In light of the foregoing record, it is apparent that the question of defendant’s guilt depended to a very large degree on the jury’s determination of the relative credibility of the witnesses. The highly prejudicial implications arising from the questions asked of defendant on cross-examination could serve only to reduce and impair his credibility and to present him to the jury as a person of criminal tendencies. (See People v Sawyer, 256 Cal.App.2d 66, 77 [63 Cal.Rptr. 749]; cf People v. Ortega, 2 Cal.App.3d 884, 902 [83 Cal.Rptr. 260] .) (8) Since the resolution of defendant’s guilt or innocence turned on his credibility vis-a-vis that of the prosecution witnesses, the case comes within the rule that a miscarriage of justice has occurred when the case is closely balanced and the acts of misconduct are such as to have contributed materially to the verdict. (People v. Perez, supra, 58 Cal.2d 229, 247; People v. Lyons, 50 Cal.2d 245, 262 [324 P.2d 556]; People v. Covert, supra, 249 Cal.App.2d 81, 91.) In this case we conclude that it is reasonably probable that the verdict would have been in defendant’s favor if the prosecution had not implied, through improper cross-examination, that the defendant had previously engaged in similar illegal acts.

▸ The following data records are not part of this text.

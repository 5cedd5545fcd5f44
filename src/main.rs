use anyhow::{Context, Result};
use bacnet_forwarder::bacnet::BacnetClient;
use bacnet_forwarder::cli;
use bacnet_forwarder::config::{Config, SinkKind};
use bacnet_forwarder::scheduler::CycleScheduler;
use bacnet_forwarder::sink::{RecordSink, StdoutSink, TimestreamSink};
use clap::Parser;
use std::sync::atomic::Ordering;
use std::sync::Arc;
use std::time::Duration;
use tokio_util::sync::CancellationToken;

const SHUTDOWN_GRACE: Duration = Duration::from_secs(15);

fn init_tracing(config: &Config) -> Result<()> {
    use opentelemetry::KeyValue;
    use opentelemetry_otlp::WithExportConfig;
    use opentelemetry_sdk::{runtime::Tokio, trace::Config as OTelTraceConfig, Resource};
    use tracing_subscriber::layer::SubscriberExt;
    use tracing_subscriber::util::SubscriberInitExt;

    let env_filter = tracing_subscriber::EnvFilter::try_from_default_env()
        .unwrap_or_else(|_| "info,bacnet_forwarder=info".into());
    let fmt_layer = tracing_subscriber::fmt::layer()
        .with_target(true)
        .with_thread_ids(true);

    if let Some(endpoint) = &config.otlp_endpoint {
        let endpoint = normalize_otlp_http_endpoint(endpoint);
        let exporter = opentelemetry_otlp::new_exporter()
            .http()
            .with_endpoint(endpoint);
        let tracer = opentelemetry_otlp::new_pipeline()
            .tracing()
            .with_exporter(exporter)
            .with_trace_config(OTelTraceConfig::default().with_resource(Resource::new(vec![
                KeyValue::new("service.name", "bacnet-forwarder"),
            ])))
            .install_batch(Tokio)?;

        let otel_layer = tracing_opentelemetry::layer().with_tracer(tracer);
        tracing_subscriber::registry()
            .with(env_filter)
            .with(fmt_layer)
            .with(otel_layer)
            .try_init()?;
    } else {
        tracing_subscriber::registry()
            .with(env_filter)
            .with(fmt_layer)
            .try_init()?;
    }

    Ok(())
}

fn normalize_otlp_http_endpoint(endpoint: &str) -> String {
    let trimmed = endpoint.trim();
    if trimmed.is_empty() {
        return String::new();
    }
    if trimmed.contains("/v1/traces") {
        return trimmed.to_string();
    }
    format!("{}/v1/traces", trimmed.trim_end_matches('/'))
}

async fn build_sink(config: &Config) -> Result<Arc<dyn RecordSink>> {
    match config.sink {
        SinkKind::Timestream => {
            let (database, table) = config.timestream_target()?;
            let sink = TimestreamSink::connect(config.aws_region.as_deref(), database, table)
                .await
                .context("failed to set up Timestream sink")?;
            Ok(Arc::new(sink))
        }
        SinkKind::Stdout => Ok(Arc::new(StdoutSink::new())),
    }
}

#[tokio::main]
async fn main() -> Result<()> {
    let args = cli::Args::parse();
    let mut config = Config::from_env()?;
    args.apply(&mut config);

    let points = config.point_list()?;
    if args.print_points {
        println!("{}", points.to_json()?);
        return Ok(());
    }

    init_tracing(&config)?;
    tracing::info!(
        points = points.len(),
        interval_secs = args.interval,
        sink = ?config.sink,
        "bacnet-forwarder starting"
    );

    let startup_delay = config.startup_delay();
    if !startup_delay.is_zero() {
        tracing::info!(seconds = startup_delay.as_secs(), "waiting before first cycle");
        tokio::select! {
            _ = tokio::time::sleep(startup_delay) => {}
            _ = tokio::signal::ctrl_c() => {
                tracing::info!("shutdown signal received during startup delay");
                return Ok(());
            }
        }
    }

    let client = BacnetClient::bind(
        config.bacnet_bind,
        config.apdu_timeout(),
        config.apdu_retries,
    )
    .await
    .with_context(|| format!("failed to bind BACnet socket on {}", config.bacnet_bind))?;
    tracing::info!(local = ?client.local_addr(), "BACnet client bound");
    let sink = build_sink(&config).await?;

    let scheduler = CycleScheduler::new(points, Arc::new(client), sink, config.scheduler_config());
    let stats = scheduler.stats();
    let cancel = CancellationToken::new();
    let runner = {
        let scheduler = scheduler.clone();
        let cancel = cancel.clone();
        let interval = Duration::from_secs(args.interval);
        tokio::spawn(async move { scheduler.run(interval, cancel).await })
    };

    tokio::signal::ctrl_c()
        .await
        .context("failed to listen for shutdown signal")?;
    tracing::info!("shutdown signal received");
    cancel.cancel();

    // The running cycle abandons its reads on cancel, so only the final sink writes remain.
    match tokio::time::timeout(SHUTDOWN_GRACE, runner).await {
        Ok(Ok(())) => {}
        Ok(Err(err)) => tracing::error!(error = %err, "scheduler task failed"),
        Err(_) => tracing::warn!("scheduler did not stop in time; exiting anyway"),
    }
    tracing::info!(
        cycles = stats.cycles_completed.load(Ordering::Relaxed),
        skipped = stats.ticks_skipped.load(Ordering::Relaxed),
        submitted = stats.records_submitted.load(Ordering::Relaxed),
        rejected = stats.records_rejected.load(Ordering::Relaxed),
        dropped = stats.records_dropped.load(Ordering::Relaxed),
        faults = stats.faults.load(Ordering::Relaxed),
        last_cycle_micros = stats.last_cycle_micros.load(Ordering::Relaxed),
        last_cycle_unix_ms = stats.last_cycle_unix_ms.load(Ordering::Relaxed),
        "bacnet-forwarder stopped"
    );

    if config.otlp_endpoint.is_some() {
        opentelemetry::global::shutdown_tracer_provider();
    }
    Ok(())
}

#[cfg(test)]
mod tests {
    use super::normalize_otlp_http_endpoint;

    #[test]
    fn otlp_endpoint_gets_traces_path() {
        assert_eq!(
            normalize_otlp_http_endpoint("http://collector:4318/"),
            "http://collector:4318/v1/traces"
        );
        assert_eq!(
            normalize_otlp_http_endpoint("http://collector:4318/v1/traces"),
            "http://collector:4318/v1/traces"
        );
        assert_eq!(normalize_otlp_http_endpoint("  "), "");
    }
}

We note in passing that the trial court admonished the jurors “not to draw any inference or make any speculation as to what the answer [to questions asked by the prosecutor to which objections were sustained] might have been. A question is not evidence . . . so just take the position that you never heard it.” Subsequently, the jurors were given a form instruction which stated that “You must never speculate to be true any insinuation suggested by a question asked a witness. A question is not evidence and may be considered only as it supplies meaning to the answer.” We conclude, however, that neither the admonition nor the form instruction were sufficient to cure the prejudicial effect of the prosecutor’s repeated insinuations regarding defendant’s past conduct. (See People v. Evans, 39 Cal.2d 242, 248-249 [246 P.2d 636], involving similar questions asked of a defendant evidently for the sole purpose of getting the presecutor’s statements before the jury.)
The judgment is reversed.
Wright, C.J., McComb, J., Tobriner, J., Mosk, J., Sullivan, J., and Clark, J., concurred.